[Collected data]

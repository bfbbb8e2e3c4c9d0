//! Working directory shortening.

use std::path::Path;

const ELLIPSIS: &str = "…";

/// Shortens `path` for display.
///
/// A `home` prefix becomes `~`. When more than `segments` components
/// remain, only the last `segments` are kept behind `…/`.
pub fn shorten_path(path: &str, home: Option<&Path>, segments: usize) -> String {
    let segments = segments.max(1);
    let display = replace_home(path, home);

    let parts: Vec<&str> = display.split('/').filter(|p| !p.is_empty()).collect();
    if parts.len() <= segments {
        return display;
    }

    let tail = &parts[parts.len() - segments..];
    format!("{ELLIPSIS}/{}", tail.join("/"))
}

fn replace_home(path: &str, home: Option<&Path>) -> String {
    let Some(home) = home else {
        return path.to_string();
    };
    if home.as_os_str().is_empty() || home == Path::new("/") {
        return path.to_string();
    }

    match Path::new(path).strip_prefix(home) {
        Ok(rest) if rest.as_os_str().is_empty() => "~".to_string(),
        Ok(rest) => format!("~/{}", rest.display()),
        Err(_) => path.to_string(),
    }
}

#[cfg(test)]
mod tests {
    use super::*;

    fn home() -> Option<&'static Path> {
        Some(Path::new("/home/dev"))
    }

    #[test]
    fn test_home_becomes_tilde() {
        assert_eq!(shorten_path("/home/dev", home(), 3), "~");
        assert_eq!(shorten_path("/home/dev/code", home(), 3), "~/code");
    }

    #[test]
    fn test_home_prefix_must_be_whole_component() {
        assert_eq!(shorten_path("/home/developer", home(), 3), "/home/developer");
    }

    #[test]
    fn test_long_path_keeps_tail() {
        assert_eq!(
            shorten_path("/home/dev/code/tokenline/crates/core", home(), 3),
            "…/tokenline/crates/core"
        );
        assert_eq!(shorten_path("/srv/a/b/c/d", None, 2), "…/c/d");
    }

    #[test]
    fn test_short_path_unchanged() {
        assert_eq!(shorten_path("/usr/local/bin", None, 3), "/usr/local/bin");
        assert_eq!(shorten_path("~/a/b", None, 3), "~/a/b");
    }

    #[test]
    fn test_zero_segments_keeps_one() {
        assert_eq!(shorten_path("/srv/app/logs", None, 0), "…/logs");
    }
}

- [Exercise description]: Could you copy every line from the records that has "Some" in it?

- [Output]:
    let Some(home) = home else {
        Some(Path::new("/home/dev"))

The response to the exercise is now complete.